The California Public Employees Retirement System[2] (CalPERS), which had more than half of its investment portfolio in the stock market, lost 36 percent during the financial crisis. Before the crisis the CalPERS fund contained $260 billion; after the crisis there was just $167 billion left. With the market rebound it’s back up to $240 billion, but that’s still nearly 8 percent below the peak of several years ago. The California State Teachers’ Retirement System[3] has fared likewise, losing 33 percent from its $164 billion fund at the height of the market and ending up at $110 billion. It has since rebounded to $139 billion, but that’s still 15 percent off its high.

A big part of the problem is that the people in charge of investing the pension funds are rewarded for risky investments with the potential to get significant returns, thereby earning a commission above their base salaries, but they aren’t punished when those risky investments take a dive. To use Buffett’s analogy, it’s like sending a professional gambler into a Vegas casino with your retirement savings and telling him he’ll get a cut of everything he wins but not to worry if he loses. He might do well for a while, but don’t be surprised if he eventually rolls snake eyes and your nest egg shrinks to a pea.

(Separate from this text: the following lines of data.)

// src/presentation/http/routes.rs
use crate::presentation::http::openapi::{self, StatusResponse};
use crate::presentation::http::state::HttpState;
use crate::presentation::http::controllers::{articles, auth};
use axum::{
    Extension, Router,
    http::Method,
    routing::{get, post},
};
use std::time::Duration;
use tower_http::{cors::CorsLayer, trace::TraceLayer};

pub fn build_router(state: HttpState) -> Router {
    let cors = CorsLayer::new()
        .allow_origin(tower_http::cors::Any)
        .allow_methods([
            Method::GET,
            Method::POST,
            Method::PUT,
            Method::DELETE,
            Method::OPTIONS,
        ])
        .allow_headers(tower_http::cors::Any)
        .max_age(Duration::from_secs(3600));

    Router::new()
        .merge(openapi::docs_router())
        .route("/health", get(health))
        .route("/api/auth/signup", post(auth::signup))
        .route("/api/auth/signin", post(auth::signin))
        .route("/api/auth/confirm", get(auth::confirm))
        .route(
            "/api/articles",
            get(articles::list_articles).post(articles::create_article),
        )
        .route("/api/articles/{id}", get(articles::get_article_by_id))
        .route(
            "/api/articles/slug/{slug}",
            get(articles::get_article_by_slug),
        )
        .route("/api/articles/{id}/likes", post(articles::toggle_like))
        .route(
            "/api/articles/user",
            get(articles::list_current_user_articles),
        )
        .route(
            "/api/articles/user/{username}",
            get(articles::list_articles_by_username),
        )
        .layer(TraceLayer::new_for_http())
        .layer(cors)
        .layer(Extension(state))
}

#[utoipa::path(
    get,
    path = "/health",
    responses((status = 200, description = "Service health check.", body = StatusResponse)),
    tag = "System"
)]
pub async fn health() -> axum::Json<StatusResponse> {
    axum::Json(StatusResponse {
        status: "ok".into(),
    })
}
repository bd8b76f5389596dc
pub mod password;
pub mod token;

“Some commentators have said that one of the main reasons for the financial crisis was the perverse incentives that existed in financial institutions in terms of the risk taking they were allowed to do,” said Farouki Majeed, CalPERS senior investment officer, speaking at the International Corporate Governance Network[4] Conference in San Francisco Thursday. “People were shooting for returns without much consideration of risk. At CalPERS we need to do more in terms of tying some of our incentives to risk. Where it is right now, there are various types of parameters in policy that hold investment managers within certain limits and constraints. The important part is to tie risks to the incentive equation and not be merely based on returns.”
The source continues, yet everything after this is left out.